From a reader:
While I commend your effort to attempt to trace cultures through historical documents, I have some major issues with describing the Scythians as a Semetic group. They were a matriarchal society with a known pantheon of gods and goddesses. Cultures and cultural traditions do change over time, but it is hard to imagine that in the course of a “diaspora” these people transformed the fundamental structure of their religion and society. Also, the rich archeological record shows a much stronger link to nomadic herders of the Eurasian steppes. It is disturbing to me as a researcher to read works that willfully ignore information which does not conform to preconceived notions.
Sarah
My response:
Sarah,
I think I understand where our perceptual differences about the Scythians lie. Herodotus wrote that there were two kinds of “Scythians.” There were the very uncivilized Turanian Scythians and the Sacae Scythians which the Greeks regarded as very civilized and refined. Indeed, Herodotus calls the Turanian Scyths “the stupidest of men.” The “Sace-ae” Scythians had upon them the name of Issac, as Genesis 21:12 prophesied would always be affixed upon the birthright descendants of Abraham. I think you were referring to the Turanian Scythians and my books discuss the Sacae Scythians.
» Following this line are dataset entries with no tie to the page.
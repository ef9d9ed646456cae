//! Metamethod events and lookup.

use crate::runtime::Runtime;
use lunar_core::string::LuaStr;
use lunar_core::table::TableRef;
use lunar_core::value::TValue;

/// Every metamethod event the VM raises.
#[derive(Clone, Copy, Debug, PartialEq, Eq, Hash)]
pub enum TmEvent {
    Index,
    NewIndex,
    Len,
    Eq,
    Add,
    Sub,
    Mul,
    Mod,
    Pow,
    Div,
    IDiv,
    BAnd,
    BOr,
    BXor,
    Shl,
    Shr,
    Unm,
    BNot,
    Lt,
    Le,
    Concat,
    Call,
    ToString,
    Name,
}

impl TmEvent {
    pub const COUNT: usize = 24;

    pub const ALL: [TmEvent; TmEvent::COUNT] = [
        TmEvent::Index,
        TmEvent::NewIndex,
        TmEvent::Len,
        TmEvent::Eq,
        TmEvent::Add,
        TmEvent::Sub,
        TmEvent::Mul,
        TmEvent::Mod,
        TmEvent::Pow,
        TmEvent::Div,
        TmEvent::IDiv,
        TmEvent::BAnd,
        TmEvent::BOr,
        TmEvent::BXor,
        TmEvent::Shl,
        TmEvent::Shr,
        TmEvent::Unm,
        TmEvent::BNot,
        TmEvent::Lt,
        TmEvent::Le,
        TmEvent::Concat,
        TmEvent::Call,
        TmEvent::ToString,
        TmEvent::Name,
    ];

    /// The metatable key, e.g. "__index".
    pub fn name(self) -> &'static str {
        match self {
            TmEvent::Index => "__index",
            TmEvent::NewIndex => "__newindex",
            TmEvent::Len => "__len",
            TmEvent::Eq => "__eq",
            TmEvent::Add => "__add",
            TmEvent::Sub => "__sub",
            TmEvent::Mul => "__mul",
            TmEvent::Mod => "__mod",
            TmEvent::Pow => "__pow",
            TmEvent::Div => "__div",
            TmEvent::IDiv => "__idiv",
            TmEvent::BAnd => "__band",
            TmEvent::BOr => "__bor",
            TmEvent::BXor => "__bxor",
            TmEvent::Shl => "__shl",
            TmEvent::Shr => "__shr",
            TmEvent::Unm => "__unm",
            TmEvent::BNot => "__bnot",
            TmEvent::Lt => "__lt",
            TmEvent::Le => "__le",
            TmEvent::Concat => "__concat",
            TmEvent::Call => "__call",
            TmEvent::ToString => "__tostring",
            TmEvent::Name => "__name",
        }
    }

    /// The event name without the leading underscores, as used in
    /// "metamethod 'index'" frame names.
    pub fn short_name(self) -> &'static str {
        &self.name()[2..]
    }
}

/// Metatable keys, built once per runtime so lookups don't allocate.
pub struct MetamethodNames {
    names: Vec<LuaStr>,
}

impl MetamethodNames {
    pub fn init() -> Self {
        MetamethodNames {
            names: TmEvent::ALL
                .iter()
                .map(|ev| LuaStr::from(ev.name()))
                .collect(),
        }
    }

    pub fn get(&self, ev: TmEvent) -> &LuaStr {
        &self.names[ev as usize]
    }
}

/// The metatable governing `v`: its own for tables and host values, the
/// per-kind one for everything else.
pub fn metatable_of(rt: &Runtime, v: &TValue) -> Option<TableRef> {
    match v {
        TValue::Table(t) => t.borrow().metatable.clone(),
        TValue::Host(h) => h.metatable(),
        _ => rt.type_metatables.get(&v.kind()).cloned(),
    }
}

/// Look up metamethod `ev` for `v`. Returns None when absent or nil.
pub fn get_metamethod(rt: &Runtime, v: &TValue, ev: TmEvent) -> Option<TValue> {
    let mt = metatable_of(rt, v)?;
    let tm = mt.borrow().raw_get_str(rt.mm_names.get(ev));
    if tm.is_nil() {
        None
    } else {
        Some(tm)
    }
}

/// Fast check for an event in a table's own metatable.
pub fn table_metamethod(rt: &Runtime, t: &TableRef, ev: TmEvent) -> Option<TValue> {
    let mt = t.borrow().metatable.clone()?;
    let tm = mt.borrow().raw_get_str(rt.mm_names.get(ev));
    if tm.is_nil() {
        None
    } else {
        Some(tm)
    }
}
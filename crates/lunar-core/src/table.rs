//! Hybrid array+hash table for Lua.

use crate::number::float_to_integer;
use crate::string::LuaStr;
use crate::value::TValue;
use indexmap::IndexMap;
use std::cell::RefCell;
use std::hash::{Hash, Hasher};
use std::rc::Rc;

/// Shared handle to a table.
pub type TableRef = Rc<RefCell<Table>>;

/// Errors from raw table writes and traversal.
#[derive(Clone, Debug, PartialEq, Eq, thiserror::Error)]
pub enum TableError {
    #[error("table index is nil")]
    NilKey,
    #[error("table index is NaN")]
    NaNKey,
    #[error("invalid key to 'next'")]
    InvalidNextKey,
}

/// A reference-kind key (table, function, host value, thread), compared
/// and hashed by identity.
#[derive(Clone, Debug)]
pub struct ObjectKey(TValue);

impl ObjectKey {
    fn id(&self) -> usize {
        self.0.ptr_id().unwrap_or_default()
    }
}

impl PartialEq for ObjectKey {
    fn eq(&self, other: &Self) -> bool {
        self.id() == other.id()
    }
}

impl Eq for ObjectKey {}

impl Hash for ObjectKey {
    fn hash<H: Hasher>(&self, state: &mut H) {
        self.id().hash(state);
    }
}

/// A key in the hash part of a table.
#[derive(Clone, Debug, PartialEq, Eq, Hash)]
pub enum TableKey {
    Integer(i64),
    String(LuaStr),
    /// Float key without an integer value, stored as raw bits for hashing.
    Float(u64),
    Boolean(bool),
    Object(ObjectKey),
}

impl TableKey {
    /// Normalize a value into a key. Floats with an exact integer value
    /// become integer keys. Nil and NaN have no key.
    pub fn from_value(v: &TValue) -> Result<TableKey, TableError> {
        Ok(match v {
            TValue::Nil => return Err(TableError::NilKey),
            TValue::Integer(i) => TableKey::Integer(*i),
            TValue::Float(f) => {
                if f.is_nan() {
                    return Err(TableError::NaNKey);
                }
                match float_to_integer(*f) {
                    Some(i) => TableKey::Integer(i),
                    None => TableKey::Float(f.to_bits()),
                }
            }
            TValue::Bool(b) => TableKey::Boolean(*b),
            TValue::String(s) => TableKey::String(s.clone()),
            _ => TableKey::Object(ObjectKey(v.clone())),
        })
    }

    /// Convert back to a value.
    pub fn to_value(&self) -> TValue {
        match self {
            TableKey::Integer(i) => TValue::from_integer(*i),
            TableKey::String(s) => TValue::String(s.clone()),
            TableKey::Float(bits) => TValue::from_float(f64::from_bits(*bits)),
            TableKey::Boolean(b) => TValue::from_bool(*b),
            TableKey::Object(o) => o.0.clone(),
        }
    }
}

/// A Lua table: hybrid array + hash map.
#[derive(Default)]
pub struct Table {
    /// Array part (1-indexed: array[0] corresponds to key 1).
    array: Vec<TValue>,
    /// Hash part for non-sequential keys (insertion-order preserving).
    /// Entries assigned nil stay as tombstones so `next` can continue
    /// past keys cleared during traversal.
    hash: IndexMap<TableKey, TValue>,
    tombstones: usize,
    /// Metatable (if any).
    pub metatable: Option<TableRef>,
}

impl Table {
    /// Create a new empty table with size hints.
    pub fn new(array_hint: usize, hash_hint: usize) -> Self {
        Table {
            array: Vec::with_capacity(array_hint),
            hash: IndexMap::with_capacity(hash_hint),
            tombstones: 0,
            metatable: None,
        }
    }

    /// Wrap into a shared handle.
    pub fn into_ref(self) -> TableRef {
        Rc::new(RefCell::new(self))
    }

    /// Raw get by value key. Nil and NaN keys read as nil.
    pub fn raw_get(&self, key: &TValue) -> TValue {
        match key {
            TValue::Integer(i) => self.raw_geti(*i),
            TValue::String(s) => self.raw_get_str(s),
            _ => match TableKey::from_value(key) {
                Ok(TableKey::Integer(i)) => self.raw_geti(i),
                Ok(tk) => self.hash.get(&tk).cloned().unwrap_or_default(),
                Err(_) => TValue::nil(),
            },
        }
    }

    /// Raw set by value key.
    pub fn raw_set(&mut self, key: &TValue, value: TValue) -> Result<(), TableError> {
        match TableKey::from_value(key)? {
            TableKey::Integer(i) => self.raw_seti(i, value),
            tk => self.hash_set(tk, value),
        }
        Ok(())
    }

    /// Fast integer get (1-indexed).
    pub fn raw_geti(&self, key: i64) -> TValue {
        if key >= 1 && (key as u64) <= self.array.len() as u64 {
            self.array[(key - 1) as usize].clone()
        } else {
            self.hash
                .get(&TableKey::Integer(key))
                .cloned()
                .unwrap_or_default()
        }
    }

    /// Fast integer set (1-indexed).
    pub fn raw_seti(&mut self, key: i64, value: TValue) {
        if key >= 1 && (key as u64) <= self.array.len() as u64 + 1 {
            let idx = (key - 1) as usize;
            if idx < self.array.len() {
                self.array[idx] = value;
                return;
            }
            // Appending: extend the array unless the value is nil
            if !value.is_nil() {
                if let Some(old) = self.hash.get_mut(&TableKey::Integer(key)) {
                    *old = TValue::nil();
                    self.tombstones += 1;
                }
                self.array.push(value);
                self.migrate_from_hash();
                return;
            }
        }
        self.hash_set(TableKey::Integer(key), value);
    }

    /// Fast string key get.
    pub fn raw_get_str(&self, key: &LuaStr) -> TValue {
        self.hash
            .get(&TableKey::String(key.clone()))
            .cloned()
            .unwrap_or_default()
    }

    /// Fast string key set.
    pub fn raw_set_str(&mut self, key: LuaStr, value: TValue) {
        self.hash_set(TableKey::String(key), value);
    }

    fn hash_set(&mut self, tk: TableKey, value: TValue) {
        match self.hash.get_mut(&tk) {
            Some(slot) => {
                match (slot.is_nil(), value.is_nil()) {
                    (true, false) => self.tombstones -= 1,
                    (false, true) => self.tombstones += 1,
                    _ => {}
                }
                *slot = value;
            }
            // Only existing keys get tombstones; never-present keys stay absent
            None if value.is_nil() => {}
            None => {
                if self.tombstones > 8 && self.tombstones * 2 > self.hash.len() {
                    self.compact_hash();
                }
                self.hash.insert(tk, value);
            }
        }
    }

    /// Get the "length" of a table: a border n such that t[n] is non-nil
    /// and t[n+1] is nil (0 when t[1] is nil).
    pub fn length(&self) -> i64 {
        let n = self.array.len();
        if n > 0 && self.array[n - 1].is_nil() {
            // Binary search for a border inside the array part
            let mut lo = 0usize;
            let mut hi = n;
            while lo < hi {
                let mid = (lo + hi) / 2;
                if self.array[mid].is_nil() {
                    hi = mid;
                } else {
                    lo = mid + 1;
                }
            }
            return lo as i64;
        }
        // Array part full (or empty): continue into the hash part
        let mut j = n as i64;
        while j < i64::MAX && !self.raw_geti(j + 1).is_nil() {
            j += 1;
        }
        j
    }

    /// Get the next key-value pair after `key` (nil starts the traversal).
    /// Returns Ok(None) at the end of the traversal.
    pub fn next(&self, key: &TValue) -> Result<Option<(TValue, TValue)>, TableError> {
        let start_array = match key {
            TValue::Nil => 0,
            _ => match TableKey::from_value(key) {
                Ok(TableKey::Integer(i)) if i >= 1 && (i as u64) <= self.array.len() as u64 => {
                    i as usize
                }
                Ok(tk) => {
                    let pos = self
                        .hash
                        .get_index_of(&tk)
                        .ok_or(TableError::InvalidNextKey)?;
                    return Ok(self.next_in_hash(pos + 1));
                }
                Err(_) => return Err(TableError::InvalidNextKey),
            },
        };
        for j in start_array..self.array.len() {
            if !self.array[j].is_nil() {
                return Ok(Some((
                    TValue::from_integer((j + 1) as i64),
                    self.array[j].clone(),
                )));
            }
        }
        Ok(self.next_in_hash(0))
    }

    fn next_in_hash(&self, from: usize) -> Option<(TValue, TValue)> {
        (from..self.hash.len()).find_map(|i| {
            let (k, v) = self.hash.get_index(i)?;
            (!v.is_nil()).then(|| (k.to_value(), v.clone()))
        })
    }

    /// Remove tombstones from the hash part.
    pub fn compact_hash(&mut self) {
        self.hash.retain(|_, v| !v.is_nil());
        self.tombstones = 0;
    }

    /// Move consecutive integer entries from hash into array.
    fn migrate_from_hash(&mut self) {
        loop {
            let next_idx = self.array.len() as i64 + 1;
            match self.hash.shift_remove(&TableKey::Integer(next_idx)) {
                Some(v) if !v.is_nil() => self.array.push(v),
                Some(_) => {
                    self.tombstones -= 1;
                    break;
                }
                None => break,
            }
        }
    }

    /// Number of live entries (array slots holding non-nil values plus live hash entries).
    pub fn live_len(&self) -> usize {
        self.array.iter().filter(|v| !v.is_nil()).count() + self.hash.len() - self.tombstones
    }
}

impl std::fmt::Debug for Table {
    fn fmt(&self, f: &mut std::fmt::Formatter<'_>) -> std::fmt::Result {
        write!(
            f,
            "table(array={}, hash={})",
            self.array.len(),
            self.hash.len() - self.tombstones
        )
    }
}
There is a second difference. The Scythians by the Black Sea were Israelites who evaded the Assyrian captivity and God sent a favorable message to them in Jeremiah 3:11-12. These Scythians, located straight “north” of Jerusalem, scrupulously avoided idolatry and swine, a fact attested to by Greek historians. II Esdras 13 also discusses these Israelites who escaped the Assyrian captivity and traveled north of the Euphrates River toward the Black Sea. However, the Israelites who did go into the Assyrian captivity were sun-worshipers and had idolatrous customs. They still had those customs when the fall of the Assyrian Empire allowed them to migrate to a new location east of the Caspian Sea. These sun-worshiping Scythians were the ones who annihilated the Persian army under Persian King Cyrus the Great in 530 B.C.